The U.S. Supreme Court is currently hearing two cases regarding the legalities of President Biden’s student-loan forgiveness program. The program currently remains on hold after lower courts’ rulings that the plan remains stagnant until SCOTUS makes a final decision.
In August 2022, the Biden administration announced that up to $20,000 of student loans may be eligible for forgiveness for individuals who make less than $125,000 per year. Such an enactment would provide monetary relief to millions of Americans, potentially fully clearing the debt of 45% of borrowers. The proposal led to an onslaught of backlash, and, as of February, the Supreme Court has been challenged by at least six lawsuits regarding the plan, primarily originating from Republican-backed states and organizations.
More specifically, in September 2022, the GOP-led states of Arkansas, Kansas, Iowa, Missouri, Nebraska, and South Carolina, each took legal action in opposition to the proposal in the case Biden v. Nebraska. Their reasoning for such a lawsuit concerned the president’s supposed abuse of authority to cancel out millions of dollars of debt without a formal hearing and decision from Congress. However, the Biden administration claims that the Higher Education Relief Opportunities for Students Act, enacted in 2003, grants the Biden Administration the authority to “reduce or eliminate the obligation to repay the principal balance of federal student loan debt … provided all other requirements of the statute are satisfied.” This act was originally passed after the 9/11 attacks to provide relief for those whose payments may have been affected by the national tragedy. The primarily Republican-led states further their argument by affirming that loan forgiveness would decrease state tax revenue, especially to agencies that help coordinate and process these loans.
In other words, the president’s administration concurred that such authority can be imposed to adjust federal student loans in states of emergency. The United States declared an ongoing national emergency, beginning in March 2020 at the beginning of the COVID-19 pandemic. The Biden administration details that the ongoing health emergency has, in fact, led to adverse financial effects for those who are paying off student loans. They report that if Biden’s forgiveness plan is blocked by the Supreme Court, current students and graduate borrowers would be unable to make their payments on time, increasing the student loan default rate.
The second hearing comes from the lawsuit U.S. Department of Education v. Brown, supported by the Job Creators Network Foundation, an advocacy-based organization with GOP roots. Lawyers for this case are representing student loan users who do not qualify for the $20,000 relief. The plaintiffs claim that they failed to receive procedural rights and were not given a voice for such a proposal. Furthermore, they state that the Biden Administration did not call for public opinion on the plan before it was set in stone and thus, should not extend to those who did not get a say. This is despite the HEROES Act granting the ability to bypass such procedural norms in states of emergency. Similar to the six states, lawyers from this case claim that the president’s enactment is an overstep of his authority.

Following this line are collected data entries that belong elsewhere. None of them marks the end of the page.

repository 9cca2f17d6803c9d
//! Editor facade over the scheduler and executor.

use std::path::PathBuf;
use std::sync::Arc;
use tracing::{debug, info};

use crate::config::Config;
use crate::executor::{Execution, ExecutionOutcome, OperationExecutor};
use crate::monitor::{MemoryProbe, MemoryWatch};
use crate::operation::{
    EditRequest, OperationError, OperationId, OperationListener, OperationPriority,
    OperationRecord, Reporter,
};
use crate::scheduler::{
    OperationScheduler, RunContext, RunOutcome, ScheduledOperation, SchedulerStatus,
};
use crate::transcoder::Transcoder;

/// Where an operation currently is.
#[derive(Debug, Clone, PartialEq)]
pub enum OperationStatus {
    /// Waiting for a worker slot; `held` if paused.
    Pending { held: bool },
    /// Admitted, executor run not registered yet.
    Starting,
    /// Running; the record is a snapshot.
    Active(OperationRecord),
}

/// Submits edits and controls them while they are queued or running.
pub struct VideoEditor<T: Transcoder> {
    executor: OperationExecutor<T>,
    scheduler: OperationScheduler,
}

impl<T: Transcoder> Clone for VideoEditor<T> {
    fn clone(&self) -> Self {
        Self {
            executor: self.executor.clone(),
            scheduler: self.scheduler.clone(),
        }
    }
}

impl<T: Transcoder + 'static> VideoEditor<T> {
    /// Builds an editor from configuration.
    ///
    /// The memory probe feeds both the scheduler's pressure policy and the
    /// per-run monitors.
    pub fn new(config: &Config, transcoder: T, probe: Arc<dyn MemoryProbe>) -> Self {
        let watch = MemoryWatch::new(probe, config.memory.ceiling_ratio);
        let executor = OperationExecutor::with_memory(
            config.executor.clone(),
            transcoder,
            watch.clone(),
            config.memory.abort_grace(),
        );
        let scheduler = OperationScheduler::with_memory(
            config.scheduler.clone(),
            watch,
            config.memory.check_interval(),
        );
        Self::from_parts(executor, scheduler)
    }

    pub fn from_parts(executor: OperationExecutor<T>, scheduler: OperationScheduler) -> Self {
        Self {
            executor,
            scheduler,
        }
    }

    /// Starts the scheduler loops.
    pub fn start(&self) {
        self.scheduler.start();
    }

    /// Validates and enqueues a request.
    ///
    /// Invalid requests fail here with `InvalidInput` and never reach the
    /// queue. The listener receives progress and exactly one terminal
    /// callback.
    pub fn submit(
        &self,
        request: EditRequest,
        priority: OperationPriority,
        listener: Arc<dyn OperationListener>,
    ) -> Result<OperationId, OperationError> {
        request.validate()?;

        let id = OperationId::new();
        let reporter = Reporter::new(id.clone(), listener);
        let executor = self.executor.clone();
        let run_reporter = reporter.clone();
        let kind = request.kind.name();

        let op = ScheduledOperation::new(id.clone(), priority, move |ctx: RunContext| {
            let executor = executor.clone();
            let execution = Execution {
                id: ctx.id.clone(),
                request: request.clone(),
                priority: ctx.priority,
                created_at: ctx.created_at,
                signal: ctx.signal(),
                reporter: run_reporter.clone(),
            };
            async move {
                match executor.execute(execution).await? {
                    ExecutionOutcome::Completed(_) => Ok(RunOutcome::Finished),
                    ExecutionOutcome::Requeued(_) => Ok(RunOutcome::Yielded),
                }
            }
        })
        .with_reporter(reporter);

        self.scheduler.enqueue(op)?;
        info!(%id, kind, %priority, "Operation submitted");
        Ok(id)
    }

    pub fn trim(
        &self,
        input: impl Into<PathBuf>,
        start_ms: u64,
        end_ms: u64,
        output: impl Into<PathBuf>,
        listener: Arc<dyn OperationListener>,
    ) -> Result<OperationId, OperationError> {
        self.submit(
            EditRequest::trim(input, start_ms, end_ms, output),
            OperationPriority::Normal,
            listener,
        )
    }

    pub fn rotate(
        &self,
        input: impl Into<PathBuf>,
        degrees: f32,
        output: impl Into<PathBuf>,
        listener: Arc<dyn OperationListener>,
    ) -> Result<OperationId, OperationError> {
        self.submit(
            EditRequest::rotate(input, degrees, output),
            OperationPriority::Normal,
            listener,
        )
    }

    pub fn merge(
        &self,
        inputs: Vec<PathBuf>,
        output: impl Into<PathBuf>,
        remove_audio: bool,
        listener: Arc<dyn OperationListener>,
    ) -> Result<OperationId, OperationError> {
        self.submit(
            EditRequest::merge(inputs, output).with_remove_audio(remove_audio),
            OperationPriority::Normal,
            listener,
        )
    }

    pub fn trim_and_rotate(
        &self,
        input: impl Into<PathBuf>,
        start_ms: u64,
        end_ms: u64,
        degrees: f32,
        output: impl Into<PathBuf>,
        listener: Arc<dyn OperationListener>,
    ) -> Result<OperationId, OperationError> {
        self.submit(
            EditRequest::trim_and_rotate(input, start_ms, end_ms, degrees, output),
            OperationPriority::Normal,
            listener,
        )
    }

    /// Cancels a pending or running operation. Idempotent.
    pub fn cancel(&self, id: &OperationId) -> bool {
        let found = self.scheduler.cancel(id) || self.executor.cancel(id);
        debug!(%id, found, "Cancel requested");
        found
    }

    /// Pauses an operation until [`resume`](Self::resume). A running
    /// operation restarts from scratch when resumed.
    pub fn pause(&self, id: &OperationId) -> bool {
        self.scheduler.pause(id)
    }

    pub fn resume(&self, id: &OperationId) -> bool {
        self.scheduler.resume(id)
    }

    /// Current status, or `None` once the operation is gone.
    pub fn status(&self, id: &OperationId) -> Option<OperationStatus> {
        if let Some(record) = self.executor.snapshot(id) {
            return Some(OperationStatus::Active(record));
        }
        if self.scheduler.is_pending(id) {
            return Some(OperationStatus::Pending {
                held: self.scheduler.is_held(id),
            });
        }
        if self.scheduler.is_active(id) {
            return Some(OperationStatus::Starting);
        }
        None
    }

    pub fn scheduler_status(&self) -> SchedulerStatus {
        self.scheduler.status()
    }

    pub fn scheduler(&self) -> &OperationScheduler {
        &self.scheduler
    }

    pub fn executor(&self) -> &OperationExecutor<T> {
        &self.executor
    }

    /// Cancels everything, waits for running work, then removes every
    /// scratch file still on disk.
    pub async fn shutdown(&self) {
        self.scheduler.shutdown().await;
        self.executor.release().await;
    }
}
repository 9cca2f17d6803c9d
mod loader;
mod types;
mod validate;

pub use loader::{load_config, load_config_from_str, load_config_or_default};
pub use types::*;
pub use validate::validate_config;

use thiserror::Error;

#[derive(Debug, Error)]
pub enum ConfigError {
    #[error("Configuration file not found: {0}")]
    FileNotFound(String),

    #[error("Failed to parse configuration: {0}")]
    ParseError(String),

    #[error("Configuration validation failed: {0}")]
    ValidationError(String),
}
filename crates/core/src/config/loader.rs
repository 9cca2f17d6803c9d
use figment::{
    providers::{Env, Format, Serialized, Toml},
    Figment,
};
use std::path::Path;
use tracing::info;

use super::{types::Config, ConfigError};

/// Environment prefix. Nested keys use `__`, e.g. `CLIPQ_SCHEDULER__MAX_CONCURRENT`.
const ENV_PREFIX: &str = "CLIPQ_";

/// Load configuration from file with environment variable overrides
pub fn load_config(path: &Path) -> Result<Config, ConfigError> {
    if !path.exists() {
        return Err(ConfigError::FileNotFound(path.display().to_string()));
    }

    let config: Config = Figment::from(Serialized::defaults(Config::default()))
        .merge(Toml::file(path))
        .merge(Env::prefixed(ENV_PREFIX).split("__"))
        .extract()
        .map_err(|e| ConfigError::ParseError(e.to_string()))?;

    Ok(config)
}

/// Like [`load_config`], but a missing file yields defaults plus environment overrides.
pub fn load_config_or_default(path: &Path) -> Result<Config, ConfigError> {
    if path.exists() {
        return load_config(path);
    }

    info!("No config file at {}, using defaults", path.display());
    Figment::from(Serialized::defaults(Config::default()))
        .merge(Env::prefixed(ENV_PREFIX).split("__"))
        .extract()
        .map_err(|e| ConfigError::ParseError(e.to_string()))
}

/// Load configuration from TOML string (useful for testing)
pub fn load_config_from_str(toml_str: &str) -> Result<Config, ConfigError> {
    toml::from_str(toml_str).map_err(|e| ConfigError::ParseError(e.to_string()))
}
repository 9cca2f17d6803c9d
//! Mock memory probe for testing.

use std::sync::atomic::{AtomicU64, Ordering};

use crate::monitor::MemoryProbe;

/// Memory probe with settable readings.
#[derive(Debug, Default)]
pub struct MockMemoryProbe {
    used: AtomicU64,
    max: AtomicU64,
}

impl MockMemoryProbe {
    pub fn new(max_bytes: u64) -> Self {
        Self {
            used: AtomicU64::new(0),
            max: AtomicU64::new(max_bytes),
        }
    }

    pub fn set_used(&self, bytes: u64) {
        self.used.store(bytes, Ordering::SeqCst);
    }

    pub fn set_max(&self, bytes: u64) {
        self.max.store(bytes, Ordering::SeqCst);
    }
}

impl MemoryProbe for MockMemoryProbe {
    fn used_bytes(&self) -> u64 {
        self.used.load(Ordering::SeqCst)
    }

    fn max_bytes(&self) -> u64 {
        self.max.load(Ordering::SeqCst)
    }
}
//! Types describing a transcode job.

use serde::{Deserialize, Serialize};
use std::path::PathBuf;

/// A clip window within one source, in milliseconds.
#[derive(Debug, Clone, Copy, PartialEq, Eq, Serialize, Deserialize)]
pub struct ClipRange {
    pub start_ms: u64,
    pub end_ms: u64,
}

impl ClipRange {
    pub fn new(start_ms: u64, end_ms: u64) -> Self {
        Self { start_ms, end_ms }
    }

    pub fn duration_ms(&self) -> u64 {
        self.end_ms.saturating_sub(self.start_ms)
    }
}

/// One source in a composition with the effects applied to it.
#[derive(Debug, Clone, PartialEq, Serialize, Deserialize)]
pub struct CompositionItem {
    pub source: PathBuf,
    pub clip: Option<ClipRange>,
    pub rotation_degrees: Option<f32>,
    pub remove_audio: bool,
}

impl CompositionItem {
    pub fn new(source: impl Into<PathBuf>) -> Self {
        Self {
            source: source.into(),
            clip: None,
            rotation_degrees: None,
            remove_audio: false,
        }
    }

    pub fn with_clip(mut self, start_ms: u64, end_ms: u64) -> Self {
        self.clip = Some(ClipRange::new(start_ms, end_ms));
        self
    }

    pub fn with_rotation(mut self, degrees: f32) -> Self {
        self.rotation_degrees = Some(degrees);
        self
    }

    pub fn with_remove_audio(mut self, remove_audio: bool) -> Self {
        self.remove_audio = remove_audio;
        self
    }
}

/// Ordered list of items rendered back to back into one output.
#[derive(Debug, Clone, PartialEq, Serialize, Deserialize)]
pub struct Composition {
    pub sequence: Vec<CompositionItem>,
}

impl Composition {
    pub fn single(item: CompositionItem) -> Self {
        Self {
            sequence: vec![item],
        }
    }

    pub fn sequence(items: Vec<CompositionItem>) -> Self {
        Self { sequence: items }
    }

    /// True if more than one item is concatenated.
    pub fn is_sequence(&self) -> bool {
        self.sequence.len() > 1
    }

    /// Output duration, when every item is clipped.
    pub fn known_duration_ms(&self) -> Option<u64> {
        self.sequence
            .iter()
            .map(|item| item.clip.map(|c| c.duration_ms()))
            .sum()
    }

    /// Whether the output carries an audio track.
    pub fn keeps_audio(&self) -> bool {
        self.sequence.iter().all(|item| !item.remove_audio)
    }
}

/// A transcode request.
#[derive(Debug, Clone, PartialEq, Serialize, Deserialize)]
pub struct TranscodeJob {
    pub job_id: String,
    pub composition: Composition,
    pub output_path: PathBuf,
}

/// Result of a successful transcode.
#[derive(Debug, Clone, PartialEq, Serialize, Deserialize)]
pub struct TranscodeResult {
    pub job_id: String,
    pub output_path: PathBuf,
    pub output_size_bytes: u64,
    /// Wall-clock time spent transcoding.
    pub duration_ms: u64,
}

/// Subset of ffprobe output the transcoder uses.
#[derive(Debug, Clone, PartialEq, Serialize, Deserialize)]
pub struct MediaInfo {
    pub path: PathBuf,
    pub duration_secs: f64,
    pub format: String,
    pub video_codec: Option<String>,
    pub audio_codec: Option<String>,
    pub width: Option<u32>,
    pub height: Option<u32>,
}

The Supreme Court began the hearings for both lawsuits on Feb. 28. Since its beginning, thousands of demonstrators — many of whom are college-aged students — have protested outside Supreme Court doors in support of Biden’s plan, pushing for the Justices’ agreement. Many of these protesters were also borrowers in debt who attribute the lawsuits to “bad-faith politics” and claim that the forgiveness plan encompasses a good investment in the future workforce.
As of now, Biden has announced an extension in the current student loan payment pause until the lawsuits are resolved, freezing repayments until August. Despite this, millions of borrowers remain in uncertainty, with no clear projection of how such legalities will end.